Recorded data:
----------
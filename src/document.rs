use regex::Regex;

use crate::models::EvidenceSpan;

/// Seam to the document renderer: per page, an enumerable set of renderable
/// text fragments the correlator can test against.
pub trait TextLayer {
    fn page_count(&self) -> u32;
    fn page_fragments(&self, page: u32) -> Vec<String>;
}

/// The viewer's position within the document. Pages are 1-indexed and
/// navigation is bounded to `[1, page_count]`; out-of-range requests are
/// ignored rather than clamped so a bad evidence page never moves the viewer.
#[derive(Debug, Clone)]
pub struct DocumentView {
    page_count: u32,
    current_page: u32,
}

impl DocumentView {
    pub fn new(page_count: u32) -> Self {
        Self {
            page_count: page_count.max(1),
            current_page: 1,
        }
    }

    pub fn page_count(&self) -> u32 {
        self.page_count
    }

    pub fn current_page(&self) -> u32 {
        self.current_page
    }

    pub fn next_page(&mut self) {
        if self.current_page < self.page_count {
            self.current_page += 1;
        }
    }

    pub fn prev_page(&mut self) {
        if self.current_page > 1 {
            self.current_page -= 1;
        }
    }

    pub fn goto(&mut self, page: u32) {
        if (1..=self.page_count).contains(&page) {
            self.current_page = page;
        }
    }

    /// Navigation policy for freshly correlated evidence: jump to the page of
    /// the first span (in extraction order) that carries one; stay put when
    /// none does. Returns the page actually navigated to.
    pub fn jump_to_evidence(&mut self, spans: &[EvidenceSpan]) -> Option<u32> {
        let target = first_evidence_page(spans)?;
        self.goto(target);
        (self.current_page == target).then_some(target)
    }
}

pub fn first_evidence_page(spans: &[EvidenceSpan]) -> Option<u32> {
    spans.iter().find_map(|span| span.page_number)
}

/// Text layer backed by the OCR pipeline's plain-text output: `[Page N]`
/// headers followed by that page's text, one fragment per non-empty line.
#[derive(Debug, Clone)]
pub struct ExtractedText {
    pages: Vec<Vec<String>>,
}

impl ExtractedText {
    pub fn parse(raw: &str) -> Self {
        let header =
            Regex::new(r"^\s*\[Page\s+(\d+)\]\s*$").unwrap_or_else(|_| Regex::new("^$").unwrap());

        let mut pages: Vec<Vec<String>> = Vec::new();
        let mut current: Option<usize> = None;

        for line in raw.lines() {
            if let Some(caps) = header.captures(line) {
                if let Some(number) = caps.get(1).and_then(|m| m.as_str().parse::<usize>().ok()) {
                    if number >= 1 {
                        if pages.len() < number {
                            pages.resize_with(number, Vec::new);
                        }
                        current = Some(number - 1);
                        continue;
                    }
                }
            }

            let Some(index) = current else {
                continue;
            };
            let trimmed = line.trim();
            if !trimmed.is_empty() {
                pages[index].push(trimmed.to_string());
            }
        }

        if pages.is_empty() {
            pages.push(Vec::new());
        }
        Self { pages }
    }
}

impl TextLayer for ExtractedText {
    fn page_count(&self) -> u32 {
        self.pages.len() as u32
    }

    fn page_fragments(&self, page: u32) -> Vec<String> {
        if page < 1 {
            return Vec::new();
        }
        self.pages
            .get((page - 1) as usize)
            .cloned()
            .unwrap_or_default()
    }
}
----------
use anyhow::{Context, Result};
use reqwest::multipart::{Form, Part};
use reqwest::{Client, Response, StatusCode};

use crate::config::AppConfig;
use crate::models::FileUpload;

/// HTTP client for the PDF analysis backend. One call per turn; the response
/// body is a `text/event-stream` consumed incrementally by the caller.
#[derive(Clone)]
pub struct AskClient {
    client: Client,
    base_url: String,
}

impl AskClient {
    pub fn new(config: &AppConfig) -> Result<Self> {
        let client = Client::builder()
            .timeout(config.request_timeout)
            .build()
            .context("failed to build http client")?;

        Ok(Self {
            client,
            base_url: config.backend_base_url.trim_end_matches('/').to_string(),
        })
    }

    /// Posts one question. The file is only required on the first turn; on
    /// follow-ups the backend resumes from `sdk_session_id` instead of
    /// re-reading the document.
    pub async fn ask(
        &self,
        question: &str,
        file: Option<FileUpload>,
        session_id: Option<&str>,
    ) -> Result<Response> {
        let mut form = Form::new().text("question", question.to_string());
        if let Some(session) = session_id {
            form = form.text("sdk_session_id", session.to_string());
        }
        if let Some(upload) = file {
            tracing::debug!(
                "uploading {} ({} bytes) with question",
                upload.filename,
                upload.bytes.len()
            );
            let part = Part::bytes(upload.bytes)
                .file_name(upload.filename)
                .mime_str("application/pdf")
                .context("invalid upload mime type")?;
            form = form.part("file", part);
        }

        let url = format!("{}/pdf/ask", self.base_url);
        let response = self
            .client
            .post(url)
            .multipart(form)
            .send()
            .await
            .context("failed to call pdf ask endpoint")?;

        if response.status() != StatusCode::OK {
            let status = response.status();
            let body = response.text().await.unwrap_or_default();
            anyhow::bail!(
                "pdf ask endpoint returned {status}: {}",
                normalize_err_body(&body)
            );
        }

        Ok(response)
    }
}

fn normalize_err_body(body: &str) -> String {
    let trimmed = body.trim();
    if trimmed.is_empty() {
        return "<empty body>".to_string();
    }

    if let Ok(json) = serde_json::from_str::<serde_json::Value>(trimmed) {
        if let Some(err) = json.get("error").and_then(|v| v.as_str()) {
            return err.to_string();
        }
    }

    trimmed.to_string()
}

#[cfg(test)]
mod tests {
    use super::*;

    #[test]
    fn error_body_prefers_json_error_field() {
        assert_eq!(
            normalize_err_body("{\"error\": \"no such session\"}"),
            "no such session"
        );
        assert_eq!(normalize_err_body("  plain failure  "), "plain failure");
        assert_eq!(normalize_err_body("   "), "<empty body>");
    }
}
----------
Search the data for "push". Copy every line that has it.

                pages[index].push(trimmed.to_string());
            pages.push(Vec::new());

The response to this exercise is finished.